In 2008, Hill-Jones founded and served as president of the Dallas-based non-profit DFW Pride Movement. The organizations serves as the official host of Dallas Black Pride, with the mission of promoting social awareness, unity, self-empowerment, mentorship, and positive visibility throughout the Dallas and Fort Worth lesbian, gay, bisexual, transgender, and affirming community of color through education, health promotion, advocacy, and coalition building.

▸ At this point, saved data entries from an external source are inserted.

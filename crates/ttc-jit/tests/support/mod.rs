#![allow(dead_code)]

use std::fs;
use std::os::unix::fs::PermissionsExt;
use std::path::{Path, PathBuf};
use std::process::{Command, Stdio};
use std::sync::atomic::{AtomicUsize, Ordering};
use std::time::{SystemTime, UNIX_EPOCH};

use ttc_jit::{PipelineConfig, ToolchainFamily};

static NEXT_DIR: AtomicUsize = AtomicUsize::new(0);

/// Scratch directory removed on drop.
pub struct TempDir {
    path: PathBuf,
}

impl TempDir {
    pub fn new(label: &str) -> Self {
        let nanos = SystemTime::now()
            .duration_since(UNIX_EPOCH)
            .map(|d| d.as_nanos())
            .unwrap_or_default();
        let path = std::env::temp_dir().join(format!(
            "ttc-jit-{label}-{}-{}-{nanos}",
            std::process::id(),
            NEXT_DIR.fetch_add(1, Ordering::Relaxed)
        ));
        fs::create_dir_all(&path).expect("create temp dir");
        Self { path }
    }

    pub fn path(&self) -> &Path {
        &self.path
    }
}

impl Drop for TempDir {
    fn drop(&mut self) {
        let _ = fs::remove_dir_all(&self.path);
    }
}

/// A `/bin/sh` stand-in for the generator that logs each invocation.
pub struct FakeGenerator {
    pub dir: TempDir,
    pub script: PathBuf,
    pub log: PathBuf,
}

impl FakeGenerator {
    /// `body` runs after the invocation has been logged to `$log`.
    pub fn new(label: &str, body: &str) -> Self {
        let dir = TempDir::new(label);
        let script = dir.path().join("fake-ttc");
        let log = dir.path().join("invocations.log");
        let text = format!(
            "#!/bin/sh\nlog='{}'\necho \"$*\" >> \"$log\"\n{body}\n",
            log.display()
        );
        fs::write(&script, text).expect("write generator script");
        let mut permissions = fs::metadata(&script).expect("stat script").permissions();
        permissions.set_mode(0o755);
        fs::set_permissions(&script, permissions).expect("chmod script");
        Self { dir, script, log }
    }

    /// Prints a fixed hand-off line without producing a kernel.
    pub fn printing(label: &str, stdout: &str) -> Self {
        Self::new(label, &format!("printf '%s\\n' '{stdout}'"))
    }

    /// Writes a working header-only kernel for the requested perm into
    /// `ttc_transpositions/` and reports it.
    pub fn stub_kernels(label: &str) -> Self {
        Self::new(label, STUB_KERNEL_BODY)
    }

    pub fn config(&self) -> PipelineConfig {
        let mut config = PipelineConfig::default()
            .with_root_dir(self.dir.path())
            .with_generator(&self.script);
        config.default_family = ToolchainFamily::Gxx;
        config
    }

    pub fn invocations(&self) -> Vec<String> {
        fs::read_to_string(&self.log)
            .map(|text| text.lines().map(str::to_string).collect())
            .unwrap_or_default()
    }

    pub fn work_dir(&self) -> PathBuf {
        self.dir.path().join("ttc_transpositions")
    }
}

/// Column-major reference kernel: output axis `i` is input axis `perm[i]`.
const STUB_KERNEL_BODY: &str = r##"
perm=''
for arg in "$@"; do
  case "$arg" in
    --perm=*) perm="${arg#--perm=}" ;;
  esac
done
runs=$(wc -l < "$log" | tr -d ' ')
name="ttc_stub_$(echo "$perm" | tr ',' '_')_$runs"
mkdir -p ttc_transpositions
cat > "ttc_transpositions/$name.h" <<EOF
template<int... Sizes>
void $name(const float *A, float *B, const float alpha, const int *lda, const int *ldb)
{
  const int dim = sizeof...(Sizes);
  const long size[] = {Sizes...};
  const int perm[] = {$perm};
  long out_stride[dim];
  long stride = 1;
  for (int i = 0; i < dim; ++i) {
    out_stride[perm[i]] = stride;
    stride *= size[perm[i]];
  }
  for (long idx = 0; idx < stride; ++idx) {
    long rem = idx;
    long offset = 0;
    for (int d = 0; d < dim; ++d) {
      offset += (rem % size[d]) * out_stride[d];
      rem /= size[d];
    }
    B[offset] = alpha * A[idx];
  }
  (void)lda;
  (void)ldb;
}
EOF
echo "[ttc] generated 1 candidate"
echo "#include \"$name.h\""
"##;

/// True when `g++` can build an OpenMP shared object.
pub fn host_compiler_available() -> bool {
    let dir = TempDir::new("probe");
    let source = dir.path().join("probe.cpp");
    if fs::write(&source, "extern \"C\" int probe() { return 0; }\n").is_err() {
        return false;
    }
    Command::new("g++")
        .args(["-shared", "-fPIC", "-fopenmp", "-o", "libprobe.so", "probe.cpp"])
        .current_dir(dir.path())
        .stdout(Stdio::null())
        .stderr(Stdio::null())
        .status()
        .map(|status| status.success())
        .unwrap_or(false)
}

/// Column-major transpose matching the stub kernel.
pub fn reference_transpose(perm: &[u32], size: &[u32], input: &[f32], alpha: f32) -> Vec<f32> {
    let dim = size.len();
    let mut out_stride = vec![0usize; dim];
    let mut stride = 1usize;
    for &axis in perm {
        out_stride[axis as usize] = stride;
        stride *= size[axis as usize] as usize;
    }
    let mut output = vec![0.0f32; stride];
    for (idx, value) in input.iter().enumerate().take(stride) {
        let mut rem = idx;
        let mut offset = 0;
        for d in 0..dim {
            let extent = size[d] as usize;
            offset += (rem % extent) * out_stride[d];
            rem /= extent;
        }
        output[offset] = alpha * value;
    }
    output
}
use std::io::IsTerminal;
use std::sync::OnceLock;

use tracing_subscriber::{layer::SubscriberExt, util::SubscriberInitExt, EnvFilter, Registry};

static INITIALISED: OnceLock<()> = OnceLock::new();

/// Installs a fmt subscriber filtered by `RUST_LOG` (default `info`).
pub fn init_tracing() -> Result<(), InitError> {
    INITIALISED
        .set(())
        .map_err(|_| InitError::AlreadyInitialised)?;

    let ansi = std::io::stderr().is_terminal();
    let filter = EnvFilter::try_from_default_env().unwrap_or_else(|_| EnvFilter::new("info"));
    let fmt_layer = tracing_subscriber::fmt::layer()
        .with_writer(std::io::stderr)
        .with_target(true)
        .with_ansi(ansi);
    Registry::default()
        .with(filter)
        .with(fmt_layer)
        .try_init()
        .map_err(|err| InitError::Subscriber(err.to_string()))
}

/// Like [`init_tracing`], but a second call is not an error.
pub fn ensure_tracing() -> Result<(), InitError> {
    match init_tracing() {
        Ok(()) | Err(InitError::AlreadyInitialised) => Ok(()),
        Err(err) => Err(err),
    }
}

#[derive(Debug, thiserror::Error)]
pub enum InitError {
    #[error("tracing has already been initialised")]
    AlreadyInitialised,
    #[error("failed to install tracing subscriber: {0}")]
    Subscriber(String),
}

#[cfg(test)]
mod tests {
    use super::*;

    #[test]
    fn second_init_reports_already_initialised() {
        let _ = ensure_tracing();
        assert!(matches!(init_tracing(), Err(InitError::AlreadyInitialised)));
        assert!(ensure_tracing().is_ok());
    }
}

Hill-Jones’s extensive background has led him to serve as an expert consultant for a number of agencies and government entities throughout the United States, including the White House. He has been featured in several publications and media outlets including “JET,” and BET. In 2013, Hill-Jones was recognized as one of the LOUD 100 LGBT People of Color, and a recipient of the National Association of People with AIDS (NAPWA) Positive Leadership Award, and National AIDS Education and Services for Minorities (NAESM) Harold Dean Philpot Leadership Award for Excellence in Support for HIV/AIDS and Community Service. During the XIX International AIDS conference in 2011, Hill-Jones was recognized by the White House by President Barack Obama for his work on the frontlines of addressing the HIV/AIDS epidemic.
Hill-Jones has been living with HIV since 2007, after finding out his status during his enlistment in the United States Army. The diagnosis fueled his passion to help raise awareness of the HIV/AIDS epidemic, and advocate for the lives of people in his community. He continues his work to advocate for the rights of those at the intersection of being Black and LGBTQ. Since the beginning, Hill-Jones has been a tireless advocate on the front lines of addressing the devastating impact of the HIV/AIDS epidemic in the United States.
Venton C. Hill-Jones is currently married to his loving husband, Todd Hill-Jones, and enjoys cooking, politics, traveling, gadgets, and museums. He loves anything connected to music, and can often be found somewhere in nature or in DC singing karaoke with friends.
We thank Venton C. Hill-Jones for his commitment to civil rights, equality, and social justice, and for his unwavering support of our community.